# OpenOffice: TrueType-Fonts und Drucken

## Schoko

Hallo Leute,

erstmal vorneweg: Ich hab gerade mein System mit GCC 3.2 neu aufgezogen und bin echt begeistert. Alles läuft stabil und schnell, so dass ich Windows nun garnicht mehr brauchen werde. Für mich ist Linux absolut bereit für den Desktop!

Das ein oder andere Problem hätte ich da allerdings noch, betrifft aber den doch nicht unwichtigen Bürokram mit OpenOffice:

1) OO erkennt meine TrueType-Schriften nicht.
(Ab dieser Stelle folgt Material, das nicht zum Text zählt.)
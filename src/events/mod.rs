//! In-process domain event bus.
//!
//! Single writer, synchronous fan-out. Handlers subscribe through the
//! builder (never via globals), either for one event kind or for all
//! events. Publication is fire-and-forget: a handler that fails or
//! panics is logged and skipped, and never fails the operation that
//! published the event. Handlers must not block; anything slow hands off
//! to its own task internally.

use crate::domain::{Intent, InterventionLevel, InterventionType, Language, RunStatus, SessionStatus};
use serde::Serialize;
use std::collections::HashMap;
use std::sync::Arc;
use uuid::Uuid;

// ── Events ───────────────────────────────────────────────────────

#[derive(Debug, Clone, Serialize)]
#[serde(tag = "event", rename_all = "snake_case")]
pub enum DomainEvent {
    SessionStarted {
        session_id: Uuid,
        track: String,
    },
    SessionEnded {
        session_id: Uuid,
        status: SessionStatus,
    },
    RunCompleted {
        session_id: Uuid,
        run_id: Uuid,
        language: Language,
        status: RunStatus,
        tests_passed: u32,
        tests_failed: u32,
        all_tests_passed: bool,
        build_error_summary: Option<String>,
        /// Seconds from session creation to this run finishing.
        session_age_seconds: u64,
    },
    InterventionDelivered {
        session_id: Uuid,
        intervention_id: Uuid,
        intent: Intent,
        level: InterventionLevel,
        kind: InterventionType,
    },
    SkillUpdated {
        topic: String,
        level: f64,
    },
}

#[derive(Debug, Clone, Copy, PartialEq, Eq, Hash)]
pub enum EventKind {
    SessionStarted,
    SessionEnded,
    RunCompleted,
    InterventionDelivered,
    SkillUpdated,
}

impl DomainEvent {
    pub fn kind(&self) -> EventKind {
        match self {
            Self::SessionStarted { .. } => EventKind::SessionStarted,
            Self::SessionEnded { .. } => EventKind::SessionEnded,
            Self::RunCompleted { .. } => EventKind::RunCompleted,
            Self::InterventionDelivered { .. } => EventKind::InterventionDelivered,
            Self::SkillUpdated { .. } => EventKind::SkillUpdated,
        }
    }
}

// ── Handlers ─────────────────────────────────────────────────────

pub trait EventHandler: Send + Sync {
    fn name(&self) -> &str;
    fn handle(&self, event: &DomainEvent);
}

/// Closure adapter for simple subscribers.
pub struct FnHandler<F: Fn(&DomainEvent) + Send + Sync> {
    name: String,
    func: F,
}

impl<F: Fn(&DomainEvent) + Send + Sync> FnHandler<F> {
    pub fn new(name: &str, func: F) -> Self {
        Self {
            name: name.to_string(),
            func,
        }
    }
}

impl<F: Fn(&DomainEvent) + Send + Sync> EventHandler for FnHandler<F> {
    fn name(&self) -> &str {
        &self.name
    }

    fn handle(&self, event: &DomainEvent) {
        (self.func)(event);
    }
}

// ── Bus ──────────────────────────────────────────────────────────

#[derive(Default)]
pub struct EventBusBuilder {
    typed: HashMap<EventKind, Vec<Arc<dyn EventHandler>>>,
    all: Vec<Arc<dyn EventHandler>>,
}

impl EventBusBuilder {
    pub fn new() -> Self {
        Self::default()
    }

    /// Subscribe a handler to one event kind.
    pub fn on(mut self, kind: EventKind, handler: Arc<dyn EventHandler>) -> Self {
        self.typed.entry(kind).or_default().push(handler);
        self
    }

    /// Subscribe a handler to every event.
    pub fn on_all(mut self, handler: Arc<dyn EventHandler>) -> Self {
        self.all.push(handler);
        self
    }

    pub fn build(self) -> EventBus {
        EventBus {
            typed: self.typed,
            all: self.all,
        }
    }
}

/// Immutable after build; shared by reference.
pub struct EventBus {
    typed: HashMap<EventKind, Vec<Arc<dyn EventHandler>>>,
    all: Vec<Arc<dyn EventHandler>>,
}

impl EventBus {
    /// Deliver `event` to every subscribed handler, in registration order,
    /// typed subscribers first. Handler failures are contained.
    pub fn publish(&self, event: &DomainEvent) {
        let typed = self.typed.get(&event.kind()).map(Vec::as_slice).unwrap_or(&[]);
        for handler in typed.iter().chain(self.all.iter()) {
            let result = std::panic::catch_unwind(std::panic::AssertUnwindSafe(|| {
                handler.handle(event)
            }));
            if result.is_err() {
                tracing::warn!(
                    handler = handler.name(),
                    event = ?event.kind(),
                    "event handler panicked; continuing"
                );
            }
        }
    }

    pub fn handler_count(&self) -> usize {
        self.typed.values().map(Vec::len).sum::<usize>() + self.all.len()
    }
}

#[cfg(test)]
mod tests {
    use super::*;
    use std::sync::atomic::{AtomicUsize, Ordering};

    fn session_event() -> DomainEvent {
        DomainEvent::SessionStarted {
            session_id: Uuid::new_v4(),
            track: "balanced".into(),
        }
    }

    fn skill_event() -> DomainEvent {
        DomainEvent::SkillUpdated {
            topic: "ownership".into(),
            level: 0.4,
        }
    }

    #[test]
    fn typed_handlers_only_see_their_kind() {
        let count = Arc::new(AtomicUsize::new(0));
        let c = count.clone();
        let bus = EventBusBuilder::new()
            .on(
                EventKind::SessionStarted,
                Arc::new(FnHandler::new("counter", move |_| {
                    c.fetch_add(1, Ordering::SeqCst);
                })),
            )
            .build();

        bus.publish(&session_event());
        bus.publish(&skill_event());
        assert_eq!(count.load(Ordering::SeqCst), 1);
    }

    #[test]
    fn wildcard_handlers_see_everything() {
        let count = Arc::new(AtomicUsize::new(0));
        let c = count.clone();
        let bus = EventBusBuilder::new()
            .on_all(Arc::new(FnHandler::new("audit", move |_| {
                c.fetch_add(1, Ordering::SeqCst);
            })))
            .build();

        bus.publish(&session_event());
        bus.publish(&skill_event());
        assert_eq!(count.load(Ordering::SeqCst), 2);
    }

    #[test]
    fn panicking_handler_does_not_stop_fanout() {
        let count = Arc::new(AtomicUsize::new(0));
        let c = count.clone();
        let bus = EventBusBuilder::new()
            .on(
                EventKind::SessionStarted,
                Arc::new(FnHandler::new("broken", |_| panic!("handler bug"))),
            )
            .on(
                EventKind::SessionStarted,
                Arc::new(FnHandler::new("healthy", move |_| {
                    c.fetch_add(1, Ordering::SeqCst);
                })),
            )
            .build();

        bus.publish(&session_event());
        assert_eq!(count.load(Ordering::SeqCst), 1, "later handlers still run");
    }

    #[test]
    fn publish_with_no_handlers_is_fine() {
        let bus = EventBusBuilder::new().build();
        bus.publish(&session_event());
        assert_eq!(bus.handler_count(), 0);
    }

    #[test]
    fn events_serialize_with_tag() {
        let json = serde_json::to_value(session_event()).unwrap();
        assert_eq!(json["event"], "session_started");
        assert_eq!(json["track"], "balanced");
    }
}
Diese hab ich mit dem KDE-Kontrollzentrum-Modul "Schriften-Installation" installiert. Sie liegen auch korrekt im Pfad /usr/X11R6/lib/X11/font/truetype. KDE selbst erkennt die Schriften auch, z.B. Verdana ist meine Menüschriftart. Nur OO erkennt sie nicht und zeigt nur die Type1-Schriften an. Was kann man da machen?

2) Ich verzweifel noch bei dem Versuch, einen Drucker zu installieren. Hab nun schon cups und xpdq ausprobiert, aber ich glaube, die haben ein Problem mit dem Parallelport. Hat hierzu schon jemand Erfahrungen gesammelt?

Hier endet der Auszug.